Here's what we know about her attackers: there were six men who the victim claims knew her friend.
So what's wrong with this picture? Here's a clue: Section 228 A of the Indian Penal Code. India has one of the strongest rape shield laws in the world thanks to our Supreme Court which prohibits identifying the victim even in court judgments. Here's what the bench proclaimed back in 2006:
Keeping in view the social object of preventing social victimisation or ostracism of the victim of a sexual offence for which Section 228-A (of the Indian Penal Code) has been enacted, it would be appropriate that in the judgments, be it of this Court, or lower courts, the name of the victim should not be indicated.
As with so many of our laws, it is either routinely violated or reduced to a technicality in practice. The cops in Noida released the name of the victim in their press release, no less, claiming later that it was "a clerical mistake." Omar Abdullah had to offer an abject apology for releaasing the names of rape victims and their home addreses in the J&K legislature.
Even when the name is not released, news coverage of the case routinely violates the intent and spirit of the law. Media activists Sameera Khan and Kalpana Sharma point to the far-too-typical case of the rape of a foreign student in 2009:
In the TISS rape case, although the name of the victim was not reported, there was plenty of material that clearly revealed her identity. Details like the institution where she studied, the course she attended, her course supervisor, the hostel where she lived, name of her close friend, etc. These details identified the victim to those in her immediate environment and with whom she regularly interacted – precisely the people she did not want to be outed amongst. Was giving any of this information relevant?
Nope. These details make the headlines not because they are relevant but because they are sensational. They feed the relentless need to milk every rape story to its last eyeball-catching detail.
The news cycle in a rape story unfolds something like this. First comes the wire story with the barest details. By day two, the headlines are all about the actual circumstances of the crime, the identity of the victim, and inevitably, "inconsistencies" in her statements to the police. The attackers soon recede into anonymity, and its the victim who is front-and-centre, now unofficially on trial. What did she say? What does the evidence indicate? Did she do anything to "deserve" it?
Most of us who watch the news would agree this is reprehensible. So why does it happen, over and again?
We can start with the obvious culprits, ie the journalists who produce these stories. Are they all women-hating misogynists? Not quite, but they are middle class professionals working in a 24X7 news cycle, a beast that has to be continually fed. Any detail is a way to push the story forward, finer points of ethics be damned.
A news story is defined almost entirely by its sources, which in rape cases are primarily those associated with the investigation: the policemen, doctors, labs. Access to the victim is limited, and usually offered under duress, in reponse to negative coverage. As for the suspects, well, tracking them down is hard work, and who would want to mess the kind of men accused of gang-rape. As a colleague remarked, "There is a kind of fear in these cases" because the attackers are either wealthy and well-protected, or dangerous street thugs.
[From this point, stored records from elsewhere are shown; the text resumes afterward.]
use async_trait::async_trait;
use bytes::Bytes;
use futures::future::BoxFuture;
use std::fmt;
use thiserror::Error;
use tokio::sync::mpsc;
use tokio_util::sync::CancellationToken;

#[derive(Error, Debug, Clone, PartialEq, Eq)]
pub enum GatewayError {
    #[error("Connection failed: {0}")]
    Connection(String),
    #[error("Not connected to broker")]
    NotConnected,
    #[error("Publish failed: {0}")]
    Publish(String),
    #[error("Broker negatively acknowledged the message")]
    Nacked,
    #[error("Subscription failed: {0}")]
    Subscribe(String),
    #[error("Acknowledgement failed: {0}")]
    Acknowledge(String),
    #[error("Invalid broker settings: {0}")]
    InvalidSettings(String),
}

impl GatewayError {
    /// Whether the failure means the connection itself is unusable.
    pub fn is_connection_error(&self) -> bool {
        matches!(self, GatewayError::Connection(_) | GatewayError::NotConnected)
    }
}

/// Outcome reported back to the broker for a consumed message.
#[derive(Debug, Clone, Copy, PartialEq, Eq)]
pub enum AckDecision {
    Ack,
    Reject { requeue: bool },
}

pub type AckFuture = BoxFuture<'static, Result<(), GatewayError>>;
type Acker = Box<dyn FnOnce(AckDecision) -> AckFuture + Send>;

/// A consumed message. Must be settled with [`Delivery::ack`] or
/// [`Delivery::reject`]; dropping it leaves the message unacknowledged until
/// the channel closes.
pub struct Delivery {
    pub topic: String,
    pub payload: Bytes,
    acker: Acker,
}

impl Delivery {
    pub fn new<F>(topic: impl Into<String>, payload: impl Into<Bytes>, acker: F) -> Self
    where
        F: FnOnce(AckDecision) -> AckFuture + Send + 'static,
    {
        Self {
            topic: topic.into(),
            payload: payload.into(),
            acker: Box::new(acker),
        }
    }

    /// Delivery whose settlement is a no-op.
    pub fn detached(topic: impl Into<String>, payload: impl Into<Bytes>) -> Self {
        Self::new(topic, payload, |_| Box::pin(async { Ok(()) }))
    }

    pub async fn ack(self) -> Result<(), GatewayError> {
        (self.acker)(AckDecision::Ack).await
    }

    pub async fn reject(self, requeue: bool) -> Result<(), GatewayError> {
        (self.acker)(AckDecision::Reject { requeue }).await
    }
}

impl fmt::Debug for Delivery {
    fn fmt(&self, f: &mut fmt::Formatter<'_>) -> fmt::Result {
        f.debug_struct("Delivery")
            .field("topic", &self.topic)
            .field("payload_len", &self.payload.len())
            .finish_non_exhaustive()
    }
}

/// Stream of deliveries for one queue. Dropping the subscription stops the
/// background consumer pump.
#[derive(Debug)]
pub struct Subscription {
    queue: String,
    receiver: mpsc::Receiver<Delivery>,
    cancel: CancellationToken,
}

impl Subscription {
    pub fn new(
        queue: impl Into<String>,
        receiver: mpsc::Receiver<Delivery>,
        cancel: CancellationToken,
    ) -> Self {
        Self {
            queue: queue.into(),
            receiver,
            cancel,
        }
    }

    pub fn queue(&self) -> &str {
        &self.queue
    }

    /// Next delivery, or `None` once the consumer has been cancelled or the
    /// connection dropped.
    pub async fn next(&mut self) -> Option<Delivery> {
        self.receiver.recv().await
    }

    pub fn cancellation_token(&self) -> CancellationToken {
        self.cancel.clone()
    }
}

impl Drop for Subscription {
    fn drop(&mut self) {
        self.cancel.cancel();
    }
}

/// Publish/subscribe broker connection.
///
/// Implementations must be safe to share across tasks. `connect` is a no-op
/// when already connected; any error from `connect` or `disconnect` leaves the
/// gateway in the "not connected" state.
#[cfg_attr(test, mockall::automock)]
#[async_trait]
pub trait MessagingGateway: Send + Sync {
    async fn connect(&self) -> Result<(), GatewayError>;

    /// Publishes a persistent message. `Ok` means the broker accepted it.
    async fn publish(&self, routing_key: &str, payload: &[u8]) -> Result<(), GatewayError>;

    async fn subscribe(&self, queue: &str) -> Result<Subscription, GatewayError>;

    /// Returns whether an active consumer was cancelled.
    async fn unsubscribe(&self, queue: &str) -> Result<bool, GatewayError>;

    async fn disconnect(&self) -> Result<(), GatewayError>;

    fn is_connected(&self) -> bool;

    /// Declares `queue` durable and binds it to the exchange under `routing_key`.
    async fn bind_queue(&self, queue: &str, routing_key: &str) -> Result<(), GatewayError>;
}

#[cfg(test)]
mod tests {
    use super::*;
    use std::sync::Arc;
    use std::sync::atomic::{AtomicBool, Ordering};

    #[tokio::test]
    async fn test_delivery_routes_decision_to_acker() {
        let acked = Arc::new(AtomicBool::new(false));
        let flag = acked.clone();
        let delivery = Delivery::new("log.dev-1", vec![1u8, 2, 3], move |decision| {
            Box::pin(async move {
                flag.store(decision == AckDecision::Ack, Ordering::SeqCst);
                Ok(())
            })
        });

        assert_eq!(delivery.payload.len(), 3);
        delivery.ack().await.unwrap();
        assert!(acked.load(Ordering::SeqCst));
    }

    #[tokio::test]
    async fn test_dropping_subscription_cancels_pump() {
        let (_tx, rx) = mpsc::channel(1);
        let token = CancellationToken::new();
        let subscription = Subscription::new("q", rx, token.clone());
        assert!(!token.is_cancelled());
        drop(subscription);
        assert!(token.is_cancelled());
    }

    #[test]
    fn test_connection_error_classification() {
        assert!(GatewayError::NotConnected.is_connection_error());
        assert!(!GatewayError::Nacked.is_connection_error());
    }
}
Besides, why venture into hazardous territory when chatty cops are eager to supply a wealth of information – however dubious – on and off record. Take, for instance, Noida superintendent of police Anant Dev who told reporters that the victim "willingly went" with the accused "because she wanted an alcohol party from the boys," helpfully adding, “She even mentioned she wanted vodka. She was involved in a physical relationship with more than one of the accused.”
As Ranjana Kumari, the director of the organisation Centre for Social Research, told the Hindustan Times, the Indian police are the “only force in the world” that directly blames the victim. Their first instinct is not to investigate the attack but to put the victim's charcter on trial.
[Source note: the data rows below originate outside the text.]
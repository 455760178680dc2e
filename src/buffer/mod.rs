pub mod batch;
pub mod queue;
pub mod retry_queue;

pub use batch::{Batch, Batcher};
pub use queue::{BufferConfig, BufferStats, LogBuffer};
pub use retry_queue::RetryQueue;
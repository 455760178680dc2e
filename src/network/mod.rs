//! Host connectivity tracking feeding the delivery engine's reachability gate.

pub mod monitor;
pub mod probe;

pub use monitor::{NetworkId, NetworkMonitor, PROBE_NETWORK_ID, ReachabilitySignal, Transport};
pub use probe::TcpProbe;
Almost all the information "released" in the early days of the investigation seems designed to raise doubts about the victim – as opposed to identifying the attackers. We move quickly from "How awful she was raped" to wondering, "Maybe she is lying." It's one reason why Mamata Banerjee so easily dismissed the Kolkata rape case as a political conspiracy. The climate of skepticism created by the police sources was such that she thought she could get away with it.
What should make us pause is that this dynamic rarely plays out with other kinds of violent assault. The media rarely put the victim on trial if a man is beaten, maimed or killed. But with rape, it's always the woman who first has to prove that she is indeed a victim – and one worthy of sympathy and support. And each such case that makes the headlines sends a clear message to all future rape victims: the only guarantee of anonymity is silence.